On 24 January 2008, in response to pressure from the business community, the Chancellor announced a new ‘Entrepreneurs' Relief'. The first £1m of gains qualifying for relief will be charged at an effective rate of 10%.

Gains in excess of £1m will be charged at 18%. An individual will be able to make more than one claim for relief, up to a lifetime total of £1m of gains.

The new relief is similar to Retirement Relief, which was phased out with the introduction of taper relief, but the new rules are designed to be simpler:

  • there will be no minimum age limit

  • relief will be available where the relevant conditions are met for a period of one year ending with the disposal / cessation.

The relief may be available to gains arising on the disposal of:

  • the whole, or part, of a trading business that is carried on by the individual, either alone or in partnership

  • assets used in a business which has ceased

  • shares in a trading company, or holding company of a trading group, provided that broadly the individual owns at least 5% of the voting rights in the company and is an officer or employee of the company

  • assets used in a partnership or by a company but owned by an individual if the assets disposed of are ‘associated' with a disposal of shares or an interest in partnership assets. The individual must make the disposal as part of their withdrawal from participation in the partnership or the company

  • certain disposals by trustees of business assets and company shares where a ‘qualifying beneficiary' has a qualifying interest in the business / shares.
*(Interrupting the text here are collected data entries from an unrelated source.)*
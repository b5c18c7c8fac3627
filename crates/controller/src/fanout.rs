//! Class event → one reconcile request per namespace labelled with the class.

use k8s_openapi::api::core::v1::Namespace;
use kube::runtime::reflector::ObjectRef;
use nsclass_core::CLASS_LABEL;

/// Namespaces among `namespaces` whose class label equals `class`.
pub fn namespaces_for_class<'a, I>(class: &str, namespaces: I) -> Vec<ObjectRef<Namespace>>
where
    I: IntoIterator<Item = &'a Namespace>,
{
    if class.is_empty() {
        return Vec::new();
    }
    namespaces
        .into_iter()
        .filter(|ns| ns.metadata.labels.as_ref().and_then(|l| l.get(CLASS_LABEL)).map(String::as_str) == Some(class))
        .filter_map(|ns| ns.metadata.name.as_deref().map(ObjectRef::new))
        .collect()
}

#[cfg(test)]
mod tests {
    use super::*;
    use k8s_openapi::apimachinery::pkg::apis::meta::v1::ObjectMeta;
    use std::collections::BTreeMap;

    fn ns(name: &str, labels: &[(&str, &str)]) -> Namespace {
        let labels: BTreeMap<String, String> = labels.iter().map(|(k, v)| (k.to_string(), v.to_string())).collect();
        Namespace { metadata: ObjectMeta { name: Some(name.into()), labels: Some(labels), ..Default::default() }, ..Default::default() }
    }

    #[test]
    fn maps_only_labelled_namespaces() {
        let all = vec![
            ns("a", &[(CLASS_LABEL, "web")]),
            ns("b", &[(CLASS_LABEL, "db")]),
            ns("c", &[("team", "web")]),
            ns("d", &[(CLASS_LABEL, "web")]),
        ];
        let got: Vec<String> = namespaces_for_class("web", &all).into_iter().map(|r| r.name).collect();
        assert_eq!(got, vec!["a".to_string(), "d".to_string()]);
    }

    #[test]
    fn no_namespaces_no_requests() {
        assert!(namespaces_for_class("web", &Vec::<Namespace>::new()).is_empty());
        let all = vec![ns("a", &[(CLASS_LABEL, "")])];
        assert!(namespaces_for_class("", &all).is_empty());
    }
}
A trading business includes professions but only includes a property business if it is a ‘furnished holiday lettings' business.

A trading company will have the same meaning as currently applies for taper relief.

HMRC have issued the draft legislation together with draft explanatory notes and frequently asked questions.

This is a complex area and if you have any queries or concerns please do get in touch.

Internet link: HMRC guidance


Update on residence and domicile  

The government will implement a package of reforms announced in the 2007 Pre-Budget Report subject to certain changes. The measures will take effect from 6 April 2008.

The main proposal is that UK residents who are non-domiciled or not ordinarily resident, who wish to continue to be taxed on a ‘remittance basis' rather than on their worldwide income and gains, will have to pay an annual tax charge of £30,000 on unremitted income and gains. Those with unremitted foreign income and gains of less than £2,000 will however be exempt from this charge.

The charge will apply if an individual has been resident in the UK for at least seven out of the previous ten tax years. Individuals will be able to decide each tax year whether to pay the charge and be taxed on the remittance basis or be assessed on their worldwide income and gains.

Key changes include:

  • users of the remittance basis will lose their automatic entitlement to certain allowances, such as the personal allowance and the capital gains annual exemption (unless the £2,000 de minimis applies)

  • children will not pay the £30,000 charge

  • the £30,000 charge should be creditable against foreign tax

  • art works brought into the UK for public display or for repair and restoration will face no new tax charges

  • income and gains in offshore trusts will only be taxed when they are remitted to the UK, even if these come from UK assets

  • changes will be made to the current rules on remittances to restrict the ability of individuals to sidestep UK tax on income and gains where HMRC believe it is due.

In addition, from 6 April 2008, when determining if an individual is resident in the UK, any day where the individual is present in the UK at midnight will be counted as a day of presence in the UK for residence test purposes. There will be an exemption for passengers who are temporarily in the UK whilst in transit between two places outside the UK.

Please do get in touch if you want any further advice in this area.

Internet link: HMRC residence and domicile guidance


‘Income shifting' legislation delayed

The introduction of the proposed legislation on ‘income shifting' has been delayed until April 2009.

You may well remember that HMRC proposed to legislate following their defeat in the Arctic Systems case. This involved a husband and wife who owned a company 50/50 and, broadly, took the profits out by way of dividends, again 50/50. HMRC attempted to tax the dividends solely on the husband, as he was performing most of the work which generated the profits of the company.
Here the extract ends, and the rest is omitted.